Il j'accuse della scrittrice e attivista canadese su Trump e le sue politiche shock. «I principali pilastri del progetto politico ed economico di Trump sono: la decostruzione dello stato regolatore; un attacco a testa bassa al welfare e ai servizi sociali; lo scatenamento di una corsa interna ai combustibili fossili; e  una guerra di civiltà contro gli immigrati»

di Naomi Klein

Durante la prima settimana in carica di Donald Trump, mentre firmava uno tsunami di ordini esecutivi e alla gente girava la testa nel disperato tentativo di tenergli dietro, mi è tornata in mente la descrizione che fece la paladina dei diritti umani Halina Bortnowska dell’esperienza polacca allorché gli Stati Uniti imposero al suo paese una terapia economica d’urto, crollato il comunismo sovietico. Definì la velocità dei cambiamenti che stava vivendo il suo paese come «la differenza tra gli anni dei cani e gli anni degli esseri umani», aggiungendo che «inizi a vedere reazioni semipsicotiche. Non ci si può più attendere che la gente agisca nel proprio interesse quando è talmente disorientata da non capire qual è il suo interesse, oppure non le importa più».

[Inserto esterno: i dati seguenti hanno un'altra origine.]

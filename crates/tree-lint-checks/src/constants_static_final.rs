//! Check that constant fields are declared `static`.
//!
//! A `final` instance field initialized with a constant holds the same
//! value in every instance; making it `static` states that and stops each
//! instance from carrying its own copy. Fields whose initializer is a
//! method call or an allocation may legitimately differ per instance and
//! are left alone, as are interface fields (implicitly static).

use tree_lint_core::{
    Check, CheckError, Initializer, Kind, Node, NodeVisitor, Reporter, ScanContext, Severity,
};

/// Rule code for constants-should-be-static-final.
pub const CODE: &str = "TL004";

/// Rule name for constants-should-be-static-final.
pub const NAME: &str = "constants-should-be-static-final";

const MESSAGE: &str = "Make this final field static too.";

/// Reports non-static `final` fields with a constant initializer.
#[derive(Debug, Clone)]
pub struct ConstantsShouldBeStaticFinal {
    severity: Severity,
}

impl Default for ConstantsShouldBeStaticFinal {
    fn default() -> Self {
        Self::new()
    }
}

impl ConstantsShouldBeStaticFinal {
    /// Creates the check.
    #[must_use]
    pub fn new() -> Self {
        Self {
            severity: Severity::Warning,
        }
    }

    /// Sets the severity level.
    #[must_use]
    pub fn severity(mut self, severity: Severity) -> Self {
        self.severity = severity;
        self
    }
}

impl Check for ConstantsShouldBeStaticFinal {
    fn name(&self) -> &'static str {
        NAME
    }

    fn code(&self) -> &'static str {
        CODE
    }

    fn description(&self) -> &'static str {
        "Constants should be declared \"static final\" rather than merely \"final\""
    }

    fn default_severity(&self) -> Severity {
        self.severity
    }

    fn nodes_to_visit(&self) -> Vec<Kind> {
        // Classes only: interface fields are implicitly static final.
        vec![Kind::Class]
    }

    fn begin_file<'a>(
        &'a self,
        _ctx: &ScanContext<'_>,
    ) -> Result<Box<dyn NodeVisitor + 'a>, CheckError> {
        Ok(Box::new(ClassFieldVisitor))
    }
}

struct ClassFieldVisitor;

impl NodeVisitor for ClassFieldVisitor {
    fn visit_node(&mut self, node: &Node, _ctx: &ScanContext<'_>, out: &mut Reporter<'_>) {
        for member in node.children() {
            if member.kind() != Kind::Variable {
                continue;
            }
            let Some(field) = member.field() else {
                continue;
            };
            if field.is_final && !field.is_static && has_constant_initializer(field.initializer) {
                out.report_node(member, MESSAGE);
            }
        }
    }
}

fn has_constant_initializer(initializer: Option<Initializer>) -> bool {
    matches!(
        initializer,
        Some(Initializer::Literal | Initializer::ConstantRef)
    )
}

Stando alle prove che abbiamo finora, è chiaro che Trump e i suoi principali consiglieri auspicano il genere di reazione descritto da Halina Bortnowska: in altre parole stanno cercando di applicare una dottrina dello shock a uso interno. E l’obiettivo è una guerra in piena regola alla sfera pubblica e al pubblico interesse, che sia sotto forma di leggi anti-inquinamento o di programmi di sostegno per chi soffre la fame, da rimpiazzare con il potere incontrastato e la libertà assoluta per le grandi aziende. E un progetto così sfacciatamente ingiusto e manifestamente corrotto che può avere successo soltanto adottando misure razziali e sessuali in stile divide et impera, unite allo spettacolo no stop delle distrazioni mediatiche. E ovviamente è sorretto da un enorme incremento delle spese militari, da una incredibile escalation di conflitti su più fronti, dalla Siria alla Corea del Nord, il tutto accompagnato dalle elucubrazioni presidenziali sulla “tortura che funziona”. L’esecutivo di Trump, zeppo di miliardari e multimilionari, ci spiega tante cose sulle mete occulte dell’amministrazione.

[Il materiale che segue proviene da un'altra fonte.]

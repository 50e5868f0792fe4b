//! Template check flagging comments that match a regular expression.
//!
//! # Configuration
//!
//! - `regular_expression`: expression a whole comment must match,
//!   `.` matching newlines (default: empty, which makes the check inert).
//! - `message`: issue message (default: "The regular expression matches
//!   this comment.").

use regex::Regex;
use tree_lint_core::{
    compile_full_match, Check, CheckError, Kind, NodeVisitor, Reporter, RuleParams, ScanContext,
    Severity, Trivia,
};

/// Rule code for comment-regular-expression.
pub const CODE: &str = "TL003";

/// Rule name for comment-regular-expression.
pub const NAME: &str = "comment-regular-expression";

const DEFAULT_MESSAGE: &str = "The regular expression matches this comment.";

/// Reports comments wholly matching a configured regular expression.
#[derive(Debug, Clone)]
pub struct CommentRegularExpression {
    /// The regular expression; empty means the check reports nothing.
    pub regular_expression: String,
    /// The issue message.
    pub message: String,
    /// Custom severity.
    pub severity: Severity,
}

impl Default for CommentRegularExpression {
    fn default() -> Self {
        Self::new()
    }
}

impl CommentRegularExpression {
    /// Creates the check, inert until an expression is configured.
    #[must_use]
    pub fn new() -> Self {
        Self {
            regular_expression: String::new(),
            message: DEFAULT_MESSAGE.to_string(),
            severity: Severity::Warning,
        }
    }

    /// Sets the regular expression.
    #[must_use]
    pub fn regular_expression(mut self, expression: impl Into<String>) -> Self {
        self.regular_expression = expression.into();
        self
    }

    /// Sets the issue message.
    #[must_use]
    pub fn message(mut self, message: impl Into<String>) -> Self {
        self.message = message.into();
        self
    }

    /// Sets the severity level.
    #[must_use]
    pub fn severity(mut self, severity: Severity) -> Self {
        self.severity = severity;
        self
    }
}

impl Check for CommentRegularExpression {
    fn name(&self) -> &'static str {
        NAME
    }

    fn code(&self) -> &'static str {
        CODE
    }

    fn description(&self) -> &'static str {
        "Comments matching a regular expression should be handled"
    }

    fn default_severity(&self) -> Severity {
        self.severity
    }

    fn nodes_to_visit(&self) -> Vec<Kind> {
        vec![Kind::Trivia]
    }

    fn configure(&mut self, params: &RuleParams<'_>) -> Result<(), CheckError> {
        if let Some(expression) = params.get_str("regular_expression")? {
            self.regular_expression = expression.to_string();
        }
        if let Some(message) = params.get_str("message")? {
            self.message = message.to_string();
        }
        Ok(())
    }

    fn begin_file<'a>(
        &'a self,
        _ctx: &ScanContext<'_>,
    ) -> Result<Box<dyn NodeVisitor + 'a>, CheckError> {
        // Compiled once per file, before any trivia is dispatched; an
        // invalid expression fails the check for the whole file.
        let pattern = compile_full_match(NAME, &self.regular_expression)?;
        Ok(Box::new(CommentVisitor {
            pattern,
            message: &self.message,
        }))
    }
}

struct CommentVisitor<'a> {
    pattern: Option<Regex>,
    message: &'a str,
}

impl NodeVisitor for CommentVisitor<'_> {
    fn visit_trivia(&mut self, trivia: &Trivia, _ctx: &ScanContext<'_>, out: &mut Reporter<'_>) {
        let Some(pattern) = &self.pattern else {
            return;
        };
        if pattern.is_match(trivia.comment()) {
            out.report_trivia(trivia, self.message);
        }
    }
}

ExxonMobil come segretario di Stato. General Dynamics e Boeing come ministro della Difesa. E i ragazzi di Goldman Sachs per quasi tutto quel che rimane. I vari politici di carriera piazzati alla testa delle diverse agenzie sembrano essere stati scelti o perché non credono nella missione centrale dell’ente oppure perché non ritengono che la suddetta agenzia debba esistere. Steve Bannon, lo stratega capo di Trump apparentemente esautorato, è stato molto chiaro a questo proposito. Parlando a un pubblico conservatore nel febbraio 2017 ha dichiarato che l’obiettivo è «la decostruzione dello stato amministrativo» (termine con il quale intende le regole imposte dallo stato e le agenzie incaricate di proteggere la gente e i suoi diritti). E «se guardate le persone scelte dal gabinetto, sono state scelte per un motivo ben preciso, ed è la decostruzione».

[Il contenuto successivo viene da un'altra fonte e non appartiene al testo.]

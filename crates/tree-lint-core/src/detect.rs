//! Method-detection base for call-site checks.
//!
//! Checks in this category embed a [`MethodDetection`] and receive only
//! the call sites that match one of their declared signatures; matching
//! itself stays in one place instead of being re-implemented per check.

use crate::check::NodeVisitor;
use crate::context::ScanContext;
use crate::matcher::MethodMatcher;
use crate::report::Reporter;
use crate::tree::{CallSite, Kind, Node, SymbolTable};

/// The node kinds that carry call sites.
pub const CALL_KINDS: [Kind; 2] = [Kind::MethodInvocation, Kind::NewClass];

/// An immutable disjunction of method matchers.
#[derive(Debug, Clone)]
pub struct MethodDetection {
    matchers: Vec<MethodMatcher>,
}

impl MethodDetection {
    /// Creates a detection from the matchers to recognize.
    #[must_use]
    pub fn new(matchers: Vec<MethodMatcher>) -> Self {
        Self { matchers }
    }

    /// Subscription list for checks built on this detection.
    #[must_use]
    pub fn nodes_to_visit(&self) -> Vec<Kind> {
        CALL_KINDS.to_vec()
    }

    /// True when any matcher accepts the call site; first hit wins.
    #[must_use]
    pub fn matches(&self, call: &CallSite, symbols: &SymbolTable) -> bool {
        self.matchers.iter().any(|m| m.matches(call, symbols))
    }

    /// Builds a visitor forwarding matching call sites to a handler.
    ///
    /// The handler sees the matched [`CallSite`] and its node, never which
    /// matcher accepted it.
    #[must_use]
    pub fn visitor<F>(&self, on_match: F) -> DetectionVisitor<'_, F>
    where
        F: FnMut(&CallSite, &Node, &mut Reporter<'_>),
    {
        DetectionVisitor {
            detection: self,
            on_match,
        }
    }
}

/// Per-file visitor that filters dispatched call nodes through a
/// [`MethodDetection`].
pub struct DetectionVisitor<'a, F> {
    detection: &'a MethodDetection,
    on_match: F,
}

impl<F> NodeVisitor for DetectionVisitor<'_, F>
where
    F: FnMut(&CallSite, &Node, &mut Reporter<'_>),
{
    fn visit_node(&mut self, node: &Node, ctx: &ScanContext<'_>, out: &mut Reporter<'_>) {
        let Some(call) = node.call() else {
            return;
        };
        if self.detection.matches(call, ctx.symbols()) {
            (self.on_match)(call, node, out);
        }
    }
}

Quanto accaduto a Washington non è il solito passaggio di consegne tra partiti ma una vera e propria acquisizione aziendale, in fieri da decenni. A quanto pare, i potentati economici che hanno da tempo comprato entrambi i partiti maggiori piegandoli al proprio volere hanno deciso che si sono stancati del giochino. Evidentemente tutte quelle bevute e tutte quelle cene offerte a funzionari eletti, tutte quelle eleganti bustarelle e blandizie, erano un’offesa alla loro convinzione di essere unti dal Signore. E così adesso stanno tagliando fuori l’intermediario — quegli avidi politici che dovrebbero in teoria proteggere il pubblico interesse — e agiscono come ogni maschio alfa quando vuole qualcosa fatto bene: lo fanno con le proprie mani. Pertanto le domande serie sui conflitti d’interessi e sulle infrazioni all’etica ricevono a stento una risposta. Così come faceva melina per non diffondere le sue dichiarazioni dei redditi, Trump si è categoricamente rifiutato di vendere il suo impero, o almeno smettere di incassarne i profitti. Questa decisione, data la dipendenza della Trump Organization dai governi stranieri per ottenere preziose licenze e permessi, potrebbe scontrarsi con la Costituzione degli Stati Uniti che proibisce ai presidenti di ricevere doni o qualsiasi “emolumento” dai governi esteri. Ma i Trump non sembrano preoccupati. La sensazione quasi inossidabile di impunità, di essere superiori alle normali regole e leggi è un aspetto peculiare di questa amministrazione. Chiunque rappresenti una minaccia alla suddetta impunità è licenziato in tronco: basta chiedere all’ex direttore dell’Fbi James Comey.

Fino a oggi nella politica statunitense i servi dello stato delle multinazionali insediati alla Casa Bianca portavano una specie di maschera, ora la maschera è caduta. (…)

I principali pilastri del progetto politico ed economico di Trump sono: la decostruzione dello stato regolatore; un attacco a testa bassa al welfare e ai servizi sociali (in parte giustificato facendo ricorso a un bellicoso allarmismo razziale e infierendo sulle donne che esercitano i loro diritti); lo scatenamento di una corsa interna ai combustibili fossili (che necessita l’eliminazione della scienza del clima e l’imbavagliamento di vasti settori della burocrazia pubblica); e una guerra di civiltà contro gli immigrati e il “terrorismo radicale islamico” (con teatri bellici esterni e interni in continua espansione). Oltre alle evidenti minacce che l’intero progetto pone a chi è già tra i più vulnerabili, c’è anche una filosofia che sicuramente scatenerà un’ondata dopo l’altra di crisi e shock. Shock economici, quando scoppiano le bolle nei mercati, gonfiate grazie alla deregulation; shock della sicurezza quando si pagano le conseguenze delle politiche antimusulmane e delle aggressioni all’estero; shock ambientali con la ulteriore destabilizzazione del clima; e shock industriali appena gli oleodotti cedono e le piattaforme collassano, cosa a cui tendono quando vengono tagliati i regolamenti di sicurezza e ambientali che prevengono il caos.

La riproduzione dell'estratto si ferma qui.